No hay generosidad mayor que la del Maestro, pues como el mismo Apóstol nos dice en su carta: ''ya sabéis lo generoso que fue nuestro Señor Jesucristo: siendo rico, se hizo pobre por vosotros para enriqueceros con su pobreza''. La vida sólo se vive en plenitud cuando se da, se regala y se orienta en favor de los demás. Cristo dio hasta su propia vida por los demás, ahora nos toca a nosotros imitarle y darnos al menos un poco más a los demás.
El evangelio de este domingo, concatenado exegéticamente con la primera lectura, nos remite de nuevo al sentido y significado de la vida y de la muerte, donde se nos presentan dos historias que más que hablar de curación y milagro son dos relatos de fe: la hemorroisa y la hija de Jairo. Vemos cómo el Señor sana a una mujer viva y a una niña que supuestamente ha muerto; se hace evidente que Cristo es Señor de vivos y muertos. Saber vivir y saber morir tiene una dimensión única sólo entendible desde el ángulo de la fe.
La hemorroisa llevaba doce años enferma y confiando en los hombres se había dejado toda su fortuna en numerosos médicos para verse curada; finalmente, sólo le quedaba una última esperanza: acercarse y tocar a Jesús. Qué grande era la fe de esta mujer que ni siquiera necesita hablarle al Señor, rogarle o mirarle a la cara; se conforma con rozar con su mano el borde de su manto que hizo que en ese mismo instante quedara curada. No la cura la túnica del Mesías, no es el hecho de tocar la ropa, sino su fe; su confianza ciega en que sólo Cristo sería para ella su salud y su vida
Los dos casos de la mujer que sufría flujos de sangre y de la hija del jefe de la sinagoga de Gerasa, están unidos entre sí, pues el evangelista nos revela cómo muchos interpretaron que Jesús no llega a tiempo a socorrer a la pequeña al detenerse y entretenerse en el camino para atender a aquella mujer enferma que padecía un mal vergonzante en aquel contexto histórico y social. Los tiempos de Dios nos son los nuestros, ni nuestras prioridades las de Él. En este pasaje el Señor nos da una lección única de cómo acercarnos a Él: sin exigencias, sino con humildad; de forma sigilosa, personal y discreta, como hizo la mujer enferma.

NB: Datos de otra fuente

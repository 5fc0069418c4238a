//! Location-aware attendance engine.

pub mod approval;
pub mod attendance_day;
pub mod geo;
pub mod geofence;
pub mod movement_trail;
pub mod notify;
pub mod reimbursement_batch;

use chrono::NaiveDateTime;
use std::sync::Arc;
use std::time::Duration;

use crate::clock::Clock;
use crate::config::AttendancePolicy;
use crate::directory::Directory;
use crate::notifier::Notifier;
use crate::store::{AttendanceStore, ReimbursementStore, TrailStore};

use approval::ApprovalWorkflow;
use attendance_day::AttendanceService;
use movement_trail::{AnomalyThresholds, MovementTrailTracker};
use notify::NotificationDispatcher;
use reimbursement_batch::ReimbursementLedger;

/// Storage handles, one per aggregate.
#[derive(Clone)]
pub struct Stores {
    pub attendance: Arc<dyn AttendanceStore>,
    pub trails: Arc<dyn TrailStore>,
    pub reimbursements: Arc<dyn ReimbursementStore>,
}

impl Stores {
    /// All three aggregates backed by the same store.
    pub fn shared<S>(store: Arc<S>) -> Self
    where
        S: AttendanceStore + TrailStore + ReimbursementStore + 'static,
    {
        Self {
            attendance: store.clone(),
            trails: store.clone(),
            reimbursements: store,
        }
    }
}

/// Every service wired against the same collaborators. Shared as `web::Data<Engine>`.
pub struct Engine {
    clock: Arc<dyn Clock>,
    pub attendance: AttendanceService,
    pub approvals: Arc<ApprovalWorkflow>,
    pub trails: MovementTrailTracker,
    pub reimbursements: ReimbursementLedger,
}

impl Engine {
    pub fn new(
        stores: Stores,
        directory: Arc<dyn Directory>,
        notifier: Arc<dyn Notifier>,
        clock: Arc<dyn Clock>,
        policy: AttendancePolicy,
        notify_timeout: Duration,
    ) -> Self {
        let policy = Arc::new(policy);
        let notifications = Arc::new(NotificationDispatcher::new(
            notifier,
            directory.clone(),
            notify_timeout,
        ));

        let approvals = Arc::new(ApprovalWorkflow::new(
            stores.attendance.clone(),
            directory.clone(),
            notifications.clone(),
            clock.clone(),
            policy.clone(),
        ));

        Self {
            clock: clock.clone(),
            attendance: AttendanceService::new(
                stores.attendance,
                directory,
                approvals.clone(),
                clock.clone(),
                policy.clone(),
            ),
            approvals,
            trails: MovementTrailTracker::new(
                stores.trails,
                AnomalyThresholds::from(policy.as_ref()),
            ),
            reimbursements: ReimbursementLedger::new(stores.reimbursements, notifications, clock),
        }
    }

    /// The engine's notion of "now"; request defaults derive from it.
    pub fn now(&self) -> NaiveDateTime {
        self.clock.now()
    }
}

Finalmente nos encontramos la escena última de la llegada de Jesús a casa del jefe de la sinagoga, que no es ya el hogar de una persona enferma, sino el velatorio de una niña muerta presidido por gritos, lágrimas y lamentos. La niña ciertamente estaba muerta, pero al decir Jesús que estaba dormida no les quería mentir, sino que utiliza la verdadera palabra que define la muerte para los que creemos en Él. Para nosotros la muerte es un sueño, una dormición, por ello no tenemos necrópolis para nuestros muertos sino cementerios -dormitorios- para nuestros hermanos difuntos. La muerte no es algo definitivo, sólo es un paso, y Cristo como nos demuestra que está por encima de esta. El Señor dice apenas dos palabras en arameo que descolocan a todos los presentes: ''Talitha kum'': ¿a quién se le ocurre en casa de un difunto decirle a la persona muerta que se ponga en pie?. Cristo les muestra cómo al igual que el caso de la hemorroísa todo es cuestión de fe, dado que hasta la misma muerte se convierte en puerta para la vida. Jesús concede a aquella niña una prolongación de su vida temporal, para morir años más tarde, pero con ese gesto de devolver un muerto a la vida nos enseña cómo lo difícil para nosotros ahora es saber "dormirnos" cuando nos llegue la hora, no para morir, sino para vivir definitivamente cuando Él nos diga: ¡''levántate''!